Another bureaucratic reshuffling and yet again the entire discussion centers around who will manage the state’s decaying apparatus, not about why these layers of government should exist in the first place. Whether Reiner Haseloff or Sven Schulze, the core problem remains: an entrenched political class endlessly maneuvering over control of the coercive state, as if our prosperity and liberty depend on who is at the helm of the regulatory Leviathan. The CDU’s hand-wringing over digital outreach, the AfD’s media stunts, and the minor parties’ irrelevance are all symptoms of the same disease: faith in the state as engine and arbiter of society.
Hayek warned us time and again: rule by administrators entrenched in bureaucracy yields nothing more than mountains of regulation and the slow suffocation of spontaneous order; prosperity emerges from the bottom up, from millions of voluntary interactions, not from the edicts of politicians squabbling over percentages and alliances. Nozick’s “minimal state” seems distant dream here, when ministries multiply—economy, agriculture, tourism, forestry!—as if chopping society into portfolios produces anything but obstacles, lobbyism, and waste. These ministries are exercises in rent-seeking and redistribution, never engines of creation.
The whole “success” of attracting a Daimler plant isn’t something to celebrate—no state official ever created a job except by confiscating the means through taxes, subsidies, grants, or privilege. Schulze’s “efficient administration” here means little more than the latest coddling of corporate interests, the dirigiste urge to handpick winners with public funds. Meanwhile, the Intel fiasco is a reminder: state intervention fails, markets correct.
That this power struggle is framed as a “bulwark against the AfD” or a contest against “fringe alliances” is laughable. Every party present, from CDU to AfD to the decaying SPD, is committed to omnipresent state intervention in the market, in civil society, and in the lives of individuals. Switching between “centrist” and “populist” managers of coercion is no victory for freedom. As Rand would remind us, self-appointed guardians who see the citizen as a child to be protected from “bad influences”—be those influences left or right—are always the first enemies of liberty. The debate should not be what kind of paternalism is best, but how quickly and thoroughly the state can be dismantled.

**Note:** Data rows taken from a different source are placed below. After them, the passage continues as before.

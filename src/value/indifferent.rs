//! Numeric-indifferent key lookup over a keyed container.
//!
//! Semi-structured sources disagree on how numeric keys are spelled:
//! the same entry may arrive as `1`, `"1"` or `"1.0"`. `IndifferentMap`
//! wraps a canonical map and resolves a lookup by trying a fixed list of
//! spellings in order, returning the first non-Null hit. Nested map
//! values are wrapped in the same adapter on read.

use serde_json::{Map, Value};

use crate::validate::errors::ArgumentError;

/// Keyed container with indifferent numeric lookup.
#[derive(Debug, Clone, PartialEq)]
pub struct IndifferentMap {
    entries: Map<String, Value>,
}

impl IndifferentMap {
    /// Wraps a map value. Anything else is rejected.
    pub fn new(value: Value) -> Result<Self, ArgumentError> {
        match value {
            Value::Object(entries) => Ok(Self { entries }),
            other => Err(ArgumentError::not_a_map("IndifferentMap", &other)),
        }
    }

    /// Looks up `key`, trying each candidate spelling in order.
    pub fn lookup(&self, key: &str) -> Option<Value> {
        let value = candidate_spellings(key)
            .iter()
            .find_map(|candidate| self.entries.get(candidate).filter(|v| !v.is_null()))?;
        Some(value.clone())
    }

    /// Like [`lookup`](Self::lookup) but wraps a map result in the
    /// adapter so deeper lookups stay indifferent.
    pub fn lookup_map(&self, key: &str) -> Option<IndifferentMap> {
        match self.lookup(key)? {
            Value::Object(entries) => Some(Self { entries }),
            _ => None,
        }
    }

    /// Number of entries.
    pub fn len(&self) -> usize {
        self.entries.len()
    }

    /// Whether the map has no entries.
    pub fn is_empty(&self) -> bool {
        self.entries.is_empty()
    }

    /// Exports the plain value form.
    pub fn to_value(&self) -> Value {
        Value::Object(self.entries.clone())
    }
}

/// The spellings tried for one key, most specific first: the key
/// verbatim, then (for numeric-looking keys) the float form and the
/// integer form.
fn candidate_spellings(key: &str) -> Vec<String> {
    let mut spellings = vec![key.to_string()];
    if let Ok(f) = key.parse::<f64>() {
        push_unique(&mut spellings, format!("{:?}", f));
        push_unique(&mut spellings, format!("{}", f.trunc() as i64));
    }
    spellings
}

fn push_unique(spellings: &mut Vec<String>, candidate: String) {
    if !spellings.contains(&candidate) {
        spellings.push(candidate);
    }
}
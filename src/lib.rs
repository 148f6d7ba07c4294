//! conform - runtime schema validation for semi-structured records
//!
//! Declare a schema once per record type — attributes with type
//! constraints, optionality, defaults, casts, custom validators, key
//! restriction, aliasing and delegation — then construct map-backed or
//! list-backed records that are validated on construction and re-validated
//! on every mutation.
//!
//! ```
//! use std::sync::Arc;
//! use serde_json::json;
//! use conform::record::MapRecord;
//! use conform::schema::{AttrOptions, Schema, TypeConstraint};
//! use conform::value::ValueKind;
//!
//! let schema = Arc::new(
//!     Schema::builder("User")
//!         .attribute("name", TypeConstraint::Kind(ValueKind::String), AttrOptions::new())
//!         .attribute(
//!             "age",
//!             TypeConstraint::Kind(ValueKind::Int),
//!             AttrOptions::new().optional().cast(),
//!         )
//!         .build()
//!         .unwrap(),
//! );
//!
//! let user = MapRecord::new(schema, json!({"name": "Ada", "age": "36"})).unwrap();
//! assert_eq!(user.get("age"), Some(&json!(36)));
//! assert_eq!(user.fetch("name"), Some(json!("Ada")));
//! ```

pub mod record;
pub mod schema;
pub mod validate;
pub mod value;

pub use record::{ListRecord, MapRecord};
pub use schema::{AttrOptions, Schema, SchemaError, SchemaRegistry, TypeConstraint};
pub use validate::{ArgumentError, Error, ValidationError, ValidationKind, Validator};
pub use value::{Container, IndifferentMap, Key, ValueKind};
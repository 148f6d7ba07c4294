//! User-facing validated record wrappers, map-backed and list-backed.

mod list;
mod map;

pub use list::ListRecord;
pub use map::MapRecord;
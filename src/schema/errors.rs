//! Declaration-time schema errors.
//!
//! These surface misuse of the declaration API itself, before any record
//! exists. Input validation failures live in
//! [`validate::errors`](crate::validate::errors).

use thiserror::Error;

/// Result type for schema declaration and registration.
pub type SchemaResult<T> = Result<T, SchemaError>;

/// Errors raised while declaring or registering a schema.
#[derive(Debug, Clone, PartialEq, Error)]
pub enum SchemaError {
    /// A schema for this type name was already registered
    #[error("schema '{0}' is already registered")]
    AlreadyRegistered(String),

    /// A required attribute declares a default that can never apply,
    /// because presence is checked before defaults could matter
    #[error("required attribute '{key}' of '{type_name}' declares a default")]
    DefaultOnRequired {
        /// Record type being declared
        type_name: String,
        /// Offending attribute key
        key: String,
    },

    /// A delegation points at a key no attribute declares
    #[error("delegation '{exposed}' of '{type_name}' targets undeclared attribute '{target}'")]
    UnknownDelegateTarget {
        /// Record type being declared
        type_name: String,
        /// Exposed delegated name
        exposed: String,
        /// Missing target key
        target: String,
    },

    /// An empty permitted-value set would reject every value
    #[error("attribute '{key}' of '{type_name}' declares an empty one_of set")]
    EmptyOneOf {
        /// Record type being declared
        type_name: String,
        /// Offending attribute key
        key: String,
    },
}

What’s missing isn’t charisma, clever social media, or better electoral math—the problem is the pretense of knowledge, the arrogance that Saxony-Anhalt, or anywhere, needs a cadre of career politicians to orchestrate prosperity. The sooner voters realize that their true interests lie in reclaiming sovereignty from politicians and abolishing the meddlesome ministries, the sooner real progress may begin. Until then, these “fresh starts” are just tired repeats of a collectivist script that has failed for over a century.